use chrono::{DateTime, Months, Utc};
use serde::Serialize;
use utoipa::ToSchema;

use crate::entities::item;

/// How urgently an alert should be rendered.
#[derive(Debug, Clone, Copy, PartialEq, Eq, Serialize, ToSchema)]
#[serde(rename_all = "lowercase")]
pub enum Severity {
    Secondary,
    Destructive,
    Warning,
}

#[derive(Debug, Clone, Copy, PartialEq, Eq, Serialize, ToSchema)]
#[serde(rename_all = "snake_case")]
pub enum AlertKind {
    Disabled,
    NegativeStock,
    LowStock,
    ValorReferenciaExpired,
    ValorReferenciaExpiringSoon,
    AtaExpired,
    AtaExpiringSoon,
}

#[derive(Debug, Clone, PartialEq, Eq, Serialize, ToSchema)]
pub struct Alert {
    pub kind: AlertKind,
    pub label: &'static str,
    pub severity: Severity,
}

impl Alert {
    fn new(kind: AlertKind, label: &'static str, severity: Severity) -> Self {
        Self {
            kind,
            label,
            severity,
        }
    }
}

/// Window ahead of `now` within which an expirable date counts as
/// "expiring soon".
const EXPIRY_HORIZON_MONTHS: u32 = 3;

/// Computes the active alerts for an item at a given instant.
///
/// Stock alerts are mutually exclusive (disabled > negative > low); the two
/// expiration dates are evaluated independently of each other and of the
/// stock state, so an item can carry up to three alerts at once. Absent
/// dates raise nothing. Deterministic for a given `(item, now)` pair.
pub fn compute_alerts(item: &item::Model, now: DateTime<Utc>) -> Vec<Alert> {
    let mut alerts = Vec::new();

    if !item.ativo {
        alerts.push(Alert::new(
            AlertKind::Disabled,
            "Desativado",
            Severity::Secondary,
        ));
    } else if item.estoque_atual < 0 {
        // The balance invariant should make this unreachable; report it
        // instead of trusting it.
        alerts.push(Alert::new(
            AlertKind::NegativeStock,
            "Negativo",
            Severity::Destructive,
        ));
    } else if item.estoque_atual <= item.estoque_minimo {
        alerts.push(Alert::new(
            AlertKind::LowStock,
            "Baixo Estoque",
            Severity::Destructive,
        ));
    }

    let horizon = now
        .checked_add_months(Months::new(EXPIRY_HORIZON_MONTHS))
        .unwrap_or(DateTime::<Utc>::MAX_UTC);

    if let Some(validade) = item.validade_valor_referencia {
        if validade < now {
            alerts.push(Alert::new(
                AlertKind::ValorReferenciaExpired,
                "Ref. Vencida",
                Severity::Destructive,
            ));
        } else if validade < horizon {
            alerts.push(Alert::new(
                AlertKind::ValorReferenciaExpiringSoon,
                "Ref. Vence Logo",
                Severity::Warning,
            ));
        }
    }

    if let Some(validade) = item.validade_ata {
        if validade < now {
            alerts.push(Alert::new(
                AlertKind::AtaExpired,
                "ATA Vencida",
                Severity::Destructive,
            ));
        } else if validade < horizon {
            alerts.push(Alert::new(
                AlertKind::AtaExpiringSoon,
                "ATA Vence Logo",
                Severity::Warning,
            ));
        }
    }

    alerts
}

▬▬▬

_Assignment_
Respond with one number, the count of lines in the data that hold the string "should".

_Solution below_
2